A reciprocal frame is a self-supported three-dimensional structure made up of three or more sloping rods, which form a closed circuit. The inner end of each rod rests on and is supported by its adjacent rod, gaining stability as the last rod is placed over the first one in a mutually supporting manner.

These rods form self-similar and highly symmetric patterns, capable of creating a vast architectural space as a narrative and aesthetic expression of the frame.
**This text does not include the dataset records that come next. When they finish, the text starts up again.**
//! ID types for enemies and projectiles.

use serde::{Deserialize, Serialize};

use crate::coords::GridCell;

/// Identifier of an enemy, derived from the map cell it spawned on.
///
/// A level holds at most one enemy per cell, so the spawn cell is a stable
/// identity for the enemy's whole lifetime even though it moves off the cell.
#[derive(Debug, Clone, Copy, PartialEq, Eq, PartialOrd, Ord, Hash, Serialize, Deserialize)]
pub struct EnemyId(GridCell);

impl EnemyId {
    /// Creates the id of the enemy spawned on `cell`.
    #[must_use]
    pub const fn from_spawn(cell: GridCell) -> Self {
        Self(cell)
    }

    /// Returns the spawn cell this id was derived from.
    #[must_use]
    pub const fn spawn_cell(self) -> GridCell {
        self.0
    }

    /// Scene name of this enemy (`enemy-<row>-<col>`).
    #[must_use]
    pub fn scene_name(self) -> String {
        format!("enemy-{}-{}", self.0.z, self.0.x)
    }
}

impl std::fmt::Display for EnemyId {
    fn fmt(&self, f: &mut std::fmt::Formatter<'_>) -> std::fmt::Result {
        write!(f, "enemy@{}", self.0)
    }
}

/// Unique token of an emitted projectile.
#[derive(Debug, Clone, Copy, PartialEq, Eq, PartialOrd, Ord, Hash, Serialize, Deserialize)]
pub struct ProjectileId(u64);

impl ProjectileId {
    /// Creates a projectile ID from a raw value.
    #[must_use]
    pub const fn new(id: u64) -> Self {
        Self(id)
    }

    /// Returns the raw ID value.
    #[must_use]
    pub const fn raw(self) -> u64 {
        self.0
    }
}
The appearance of the entire structure is determined by the geometric parameters of each individual unit and the connections between the units.

Precedent image

Reciprocal frame (RF) principles have been around for many centuries, proving themselves versatile, efficient and resistant. They were present in the neolithic pit dwelling, the Eskimo tent, Indian tepee and the Hogan dwellings where mutually supporting beams form a rigid skeleton. The Hogan dwellings consist of a larger number of single RFs being supported by a larger diameter RF structure. Later development of the structural form can be seen in the timber floor grillages of larger medieval buildings where they were used for spanning spaces wider than the length of available beams.

Eskimo tent

Leonardo da Vinci explored two forms of reciprocal structure: a bridge and a dome. His work was commissioned by the Borgia family, with the purpose of designing light and strong structures which could be built and taken down quickly. This was to aid them in their constant quest for dominance over the Medici family in Renaissance Italy. The bridge would have been used for crossing rivers, and the dome could have functioned as a military camp.

Leonardo da Vinci’s sketchbook

Understanding the geometry of the reciprocal frame and the parameters that define it is essential in order to design and construct larger systems. The parameters that define RF units with regular polygonal and circular geometry are the following:

– n: number of beams;

– R: radius through the outer supports;

– r: radius through beam intersection points;

– H: vertical rise from the outer supports to the beam intersection points;

– h: vertical spacing of the centerlines of the beams at their intersection points;

– L: length of the beams on the slope;

– l: plan projection of the length of the beam.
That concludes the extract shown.